-- WHAT YOU WILL DO --
Below are entries; work out how many of their lines include the string "error", and reply with the number only.

-- THE DATA --
//! Configuration for MedAssist.
//!
//! Provides:
//! - TOML configuration (`[llm]`, `[tool_server]`) with layering of the XDG
//!   user config and a project-local `medassist.toml`
//! - Credentials from environment variables, with `.env` support
//! - Launch parameters for the tool server

pub mod discovery;
pub mod error;
pub mod secrets;
pub mod types;

pub use discovery::{
    ConfigSource, LoadedConfig, load_config, load_config_file, load_config_with_options,
    xdg_config_dir, xdg_config_path,
};
pub use error::{ConfigError, Result};
pub use secrets::{Credentials, EkaCredentials, load_dotenv};
pub use types::*;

-- SOLUTION --
2